◆ **Stored data entries**
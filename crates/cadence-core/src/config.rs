use std::path::Path;

use config::Config;
use serde::Deserialize;

use crate::constants::{
    DEFAULT_ALL_DAY_TIME, DEFAULT_GENERATOR_ITERATION_LIMIT, DEFAULT_INTERPRETER_STEP_LIMIT,
    DEFAULT_LARGE_INTERVAL_THRESHOLD, DEFAULT_LARGE_OFFSET_MINUTES, DEFAULT_LOG_LEVEL,
    DEFAULT_LOOKAHEAD_OCCURRENCES, DEFAULT_MANY_TIMINGS_THRESHOLD, DEFAULT_MAX_ASSIGNEES,
    DEFAULT_MAX_NOTIFICATION_TIMINGS, DEFAULT_PREVIEW_COUNT, DEFAULT_TIMEZONE,
    DEFAULT_UNTITLED_TITLE, MAX_INTERPRETER_STEP_LIMIT, MIN_INTERPRETER_STEP_LIMIT,
};
use crate::date::parse_time_of_day;
use crate::error::{CoreError, CoreResult};

#[derive(Debug, Clone, Default, Deserialize)]
pub struct Settings {
    pub engine: EngineConfig,
    pub notifications: NotificationSettings,
    pub validation: ValidationConfig,
    pub timezone: TimezoneConfig,
    pub logging: LoggingConfig,
}

#[derive(Debug, Clone, Deserialize)]
pub struct EngineConfig {
    pub interpreter_step_limit: u32,
    pub generator_iteration_limit: u32,
    pub default_preview_count: usize,
    pub all_day_time: String,
}

impl Default for EngineConfig {
    fn default() -> Self {
        Self {
            interpreter_step_limit: DEFAULT_INTERPRETER_STEP_LIMIT,
            generator_iteration_limit: DEFAULT_GENERATOR_ITERATION_LIMIT,
            default_preview_count: DEFAULT_PREVIEW_COUNT,
            all_day_time: DEFAULT_ALL_DAY_TIME.to_string(),
        }
    }
}

impl EngineConfig {
    /// ## Summary
    /// Returns the wall-clock time used for reminders without a time of day.
    ///
    /// ## Errors
    /// Returns an error if `all_day_time` is not `HH:MM` or `HH:MM:SS`.
    pub fn all_day_time(&self) -> CoreResult<chrono::NaiveTime> {
        parse_time_of_day(&self.all_day_time).ok_or_else(|| {
            CoreError::ConfigError(format!(
                "engine.all_day_time `{}` is not a time of day",
                self.all_day_time
            ))
        })
    }
}

#[derive(Debug, Clone, Deserialize)]
pub struct NotificationSettings {
    pub lookahead_occurrences: usize,
}

impl Default for NotificationSettings {
    fn default() -> Self {
        Self {
            lookahead_occurrences: DEFAULT_LOOKAHEAD_OCCURRENCES,
        }
    }
}

#[derive(Debug, Clone, Deserialize)]
pub struct ValidationConfig {
    pub max_notification_timings: usize,
    pub many_timings_threshold: usize,
    pub max_assignees: usize,
    pub large_interval_threshold: u32,
    pub large_offset_minutes: i64,
    pub untitled_title: String,
}

impl Default for ValidationConfig {
    fn default() -> Self {
        Self {
            max_notification_timings: DEFAULT_MAX_NOTIFICATION_TIMINGS,
            many_timings_threshold: DEFAULT_MANY_TIMINGS_THRESHOLD,
            max_assignees: DEFAULT_MAX_ASSIGNEES,
            large_interval_threshold: DEFAULT_LARGE_INTERVAL_THRESHOLD,
            large_offset_minutes: DEFAULT_LARGE_OFFSET_MINUTES,
            untitled_title: DEFAULT_UNTITLED_TITLE.to_string(),
        }
    }
}

#[derive(Debug, Clone, Deserialize)]
pub struct TimezoneConfig {
    pub default: String,
}

impl Default for TimezoneConfig {
    fn default() -> Self {
        Self {
            default: DEFAULT_TIMEZONE.to_string(),
        }
    }
}

#[derive(Debug, Clone, Deserialize)]
pub struct LoggingConfig {
    pub level: String,
}

impl Default for LoggingConfig {
    fn default() -> Self {
        Self {
            level: DEFAULT_LOG_LEVEL.to_string(),
        }
    }
}

impl Settings {
    /// ## Summary
    /// Loads configuration from defaults, environment variables and an optional
    /// `cadence.toml` in the working directory.
    ///
    /// Environment variables use the `CADENCE__` prefix and `__` as the section
    /// separator, e.g. `CADENCE__ENGINE__INTERPRETER_STEP_LIMIT=200`.
    ///
    /// ## Errors
    /// Returns an error if building the configuration or deserializing it fails.
    pub fn load() -> CoreResult<Self> {
        Self::load_from(None)
    }

    /// ## Summary
    /// Same as [`Settings::load`], reading the given file instead of `cadence.toml`.
    ///
    /// ## Errors
    /// Returns an error if the file is unreadable, or building the configuration
    /// or deserializing it fails.
    pub fn load_from(path: Option<&Path>) -> CoreResult<Self> {
        let file = match path {
            Some(path) => config::File::from(path).required(true),
            None => config::File::with_name("cadence").required(false),
        };

        Ok(Config::builder()
            .set_default(
                "engine.interpreter_step_limit",
                i64::from(DEFAULT_INTERPRETER_STEP_LIMIT),
            )?
            .set_default(
                "engine.generator_iteration_limit",
                i64::from(DEFAULT_GENERATOR_ITERATION_LIMIT),
            )?
            .set_default("engine.default_preview_count", DEFAULT_PREVIEW_COUNT as u64)?
            .set_default("engine.all_day_time", DEFAULT_ALL_DAY_TIME)?
            .set_default(
                "notifications.lookahead_occurrences",
                DEFAULT_LOOKAHEAD_OCCURRENCES as u64,
            )?
            .set_default(
                "validation.max_notification_timings",
                DEFAULT_MAX_NOTIFICATION_TIMINGS as u64,
            )?
            .set_default(
                "validation.many_timings_threshold",
                DEFAULT_MANY_TIMINGS_THRESHOLD as u64,
            )?
            .set_default("validation.max_assignees", DEFAULT_MAX_ASSIGNEES as u64)?
            .set_default(
                "validation.large_interval_threshold",
                i64::from(DEFAULT_LARGE_INTERVAL_THRESHOLD),
            )?
            .set_default("validation.large_offset_minutes", DEFAULT_LARGE_OFFSET_MINUTES)?
            .set_default("validation.untitled_title", DEFAULT_UNTITLED_TITLE)?
            .set_default("timezone.default", DEFAULT_TIMEZONE)?
            .set_default("logging.level", DEFAULT_LOG_LEVEL)?
            // TOML file
            .add_source(file)
            // Env overrides the file
            .add_source(
                config::Environment::with_prefix("CADENCE")
                    .separator("__")
                    .ignore_empty(true)
                    .try_parsing(true),
            )
            .build()?
            .try_deserialize::<Settings>()?)
    }

    /// ## Summary
    /// Checks the loaded values and clamps the interpreter step limit into the
    /// supported range.
    ///
    /// ## Errors
    /// Returns `CoreError::ConfigError` for zero limits, a blank untitled
    /// title or an unparseable `engine.all_day_time`.
    pub fn validated(mut self) -> CoreResult<Self> {
        if self.engine.generator_iteration_limit == 0 {
            return Err(CoreError::ConfigError(
                "engine.generator_iteration_limit must be at least 1".to_string(),
            ));
        }
        if self.notifications.lookahead_occurrences == 0 {
            return Err(CoreError::ConfigError(
                "notifications.lookahead_occurrences must be at least 1".to_string(),
            ));
        }
        if self.validation.untitled_title.trim().is_empty() {
            return Err(CoreError::ConfigError(
                "validation.untitled_title must not be blank".to_string(),
            ));
        }
        self.engine.all_day_time()?;

        let clamped = self
            .engine
            .interpreter_step_limit
            .clamp(MIN_INTERPRETER_STEP_LIMIT, MAX_INTERPRETER_STEP_LIMIT);
        if clamped != self.engine.interpreter_step_limit {
            tracing::warn!(
                configured = self.engine.interpreter_step_limit,
                clamped,
                "engine.interpreter_step_limit out of range, clamping"
            );
            self.engine.interpreter_step_limit = clamped;
        }

        Ok(self)
    }
}

/// ## Summary
/// Loads configuration from environment variables, a `.env` file and
/// `cadence.toml`, then validates it.
///
/// ## Errors
/// Returns an error if loading, deserializing or validating the configuration fails.
pub fn load_config() -> CoreResult<Settings> {
    dotenvy::dotenv().ok();

    Settings::load()?.validated()
}
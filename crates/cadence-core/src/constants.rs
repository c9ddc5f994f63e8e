/// Engine limits shared across crates
pub const DEFAULT_INTERPRETER_STEP_LIMIT: u32 = 366;
pub const MIN_INTERPRETER_STEP_LIMIT: u32 = 100;
pub const MAX_INTERPRETER_STEP_LIMIT: u32 = 400;

pub const DEFAULT_GENERATOR_ITERATION_LIMIT: u32 = 1000;
pub const DEFAULT_PREVIEW_COUNT: usize = 10;

/// Wall-clock time given to reminders that carry a date but no time of day.
pub const DEFAULT_ALL_DAY_TIME: &str = "09:00";

pub const DEFAULT_LOOKAHEAD_OCCURRENCES: usize = 10;

/// Validation thresholds
pub const DEFAULT_MAX_NOTIFICATION_TIMINGS: usize = 10;
pub const DEFAULT_MANY_TIMINGS_THRESHOLD: usize = 5;
pub const DEFAULT_MAX_ASSIGNEES: usize = 20;
pub const DEFAULT_LARGE_INTERVAL_THRESHOLD: u32 = 365;
/// One week.
pub const DEFAULT_LARGE_OFFSET_MINUTES: i64 = 10_080;
pub const DEFAULT_UNTITLED_TITLE: &str = "Untitled reminder";

pub const DEFAULT_TIMEZONE: &str = "UTC";
pub const DEFAULT_LOG_LEVEL: &str = "info";

/// Namespace for the UUIDv5 identifiers handed to notification delivery.
pub const NOTIFICATION_ID_NAMESPACE: uuid::Uuid =
    uuid::Uuid::from_u128(0x6f2c_9a41_3d7e_4b0a_9c55_e1d8_7a30_b2f4);
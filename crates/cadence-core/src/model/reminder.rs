use chrono::{DateTime, NaiveDate, NaiveDateTime, NaiveTime, Utc};
use serde::{Deserialize, Serialize};

use super::notification::NotificationConfig;
use super::recurrence::RecurrenceRule;

/// Lifecycle state of a reminder.
#[derive(Debug, Clone, Copy, PartialEq, Eq, Hash, Default, Serialize, Deserialize)]
#[serde(rename_all = "lowercase")]
pub enum Status {
    #[default]
    Pending,
    Completed,
    Cancelled,
}

impl Status {
    #[must_use]
    pub const fn as_str(self) -> &'static str {
        match self {
            Self::Pending => "pending",
            Self::Completed => "completed",
            Self::Cancelled => "cancelled",
        }
    }
}

impl std::fmt::Display for Status {
    fn fmt(&self, f: &mut std::fmt::Formatter<'_>) -> std::fmt::Result {
        f.write_str(self.as_str())
    }
}

/// The date (and optional wall-clock time) seeding a reminder's series.
///
/// An anchor without a time is an all-day reminder.
#[derive(Debug, Clone, Copy, PartialEq, Eq, PartialOrd, Ord, Hash, Serialize, Deserialize)]
pub struct AnchorInstant {
    pub date: NaiveDate,
    #[serde(default)]
    pub time: Option<NaiveTime>,
}

impl AnchorInstant {
    #[must_use]
    pub const fn new(date: NaiveDate, time: Option<NaiveTime>) -> Self {
        Self { date, time }
    }

    #[must_use]
    pub const fn all_day(date: NaiveDate) -> Self {
        Self { date, time: None }
    }

    #[must_use]
    pub const fn at(date: NaiveDate, time: NaiveTime) -> Self {
        Self {
            date,
            time: Some(time),
        }
    }

    /// Wall-clock datetime of the anchor, placing all-day anchors at `all_day_time`.
    #[must_use]
    pub fn local(&self, all_day_time: NaiveTime) -> NaiveDateTime {
        self.date.and_time(self.time.unwrap_or(all_day_time))
    }
}

/// The root entity: a personal reminder or task.
#[derive(Debug, Clone, PartialEq, Eq, Serialize, Deserialize)]
#[serde(rename_all = "camelCase")]
pub struct Reminder {
    pub id: String,
    pub title: String,
    #[serde(default)]
    pub description: Option<String>,
    #[serde(default)]
    pub anchor: Option<AnchorInstant>,
    #[serde(default)]
    pub is_recurring: bool,
    #[serde(default)]
    pub recurrence: Option<RecurrenceRule>,
    #[serde(default)]
    pub notifications: Option<NotificationConfig>,
    #[serde(default)]
    pub status: Status,
    #[serde(default)]
    pub owner_id: String,
    #[serde(default)]
    pub assignees: Vec<String>,
    #[serde(default)]
    pub created_at: Option<DateTime<Utc>>,
    #[serde(default)]
    pub updated_at: Option<DateTime<Utc>>,
}

impl Reminder {
    #[must_use]
    pub fn new(id: impl Into<String>, title: impl Into<String>) -> Self {
        Self {
            id: id.into(),
            title: title.into(),
            description: None,
            anchor: None,
            is_recurring: false,
            recurrence: None,
            notifications: None,
            status: Status::Pending,
            owner_id: String::new(),
            assignees: Vec::new(),
            created_at: None,
            updated_at: None,
        }
    }

    #[must_use]
    pub fn with_anchor(mut self, anchor: AnchorInstant) -> Self {
        self.anchor = Some(anchor);
        self
    }

    /// Attaches a rule and marks the reminder as recurring.
    #[must_use]
    pub fn repeating(mut self, rule: RecurrenceRule) -> Self {
        self.is_recurring = true;
        self.recurrence = Some(rule);
        self
    }

    #[must_use]
    pub fn with_notifications(mut self, notifications: NotificationConfig) -> Self {
        self.notifications = Some(notifications);
        self
    }

    #[must_use]
    pub fn with_status(mut self, status: Status) -> Self {
        self.status = status;
        self
    }

    /// The rule the engine should follow: present only when the reminder is
    /// flagged recurring.
    #[must_use]
    pub fn active_rule(&self) -> Option<&RecurrenceRule> {
        if self.is_recurring {
            self.recurrence.as_ref()
        } else {
            None
        }
    }

    /// Returns a copy of this reminder due at `anchor` instead.
    #[must_use]
    pub fn with_due(&self, anchor: AnchorInstant) -> Self {
        Self {
            anchor: Some(anchor),
            ..self.clone()
        }
    }
}
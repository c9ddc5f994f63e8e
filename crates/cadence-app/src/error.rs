use thiserror::Error;

/// Command-line level errors
#[derive(Error, Debug)]
pub enum AppError {
    #[error("Failed to read {path}: {source}")]
    ReadInput {
        path: String,
        source: std::io::Error,
    },

    #[error(transparent)]
    ServiceError(#[from] cadence_service::error::ServiceError),

    #[error(transparent)]
    CalendarError(#[from] cadence_calendar::error::CalendarError),

    #[error(transparent)]
    CoreError(#[from] cadence_core::error::CoreError),

    #[error(transparent)]
    SerializationError(#[from] serde_json::Error),
}

pub type AppResult<T> = std::result::Result<T, AppError>;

◆ **Exercise brief**
Which lines of the records above contain the word "Cancelled"? Show each of them.

◆ **Response**
    Cancelled,
            Self::Cancelled => "cancelled",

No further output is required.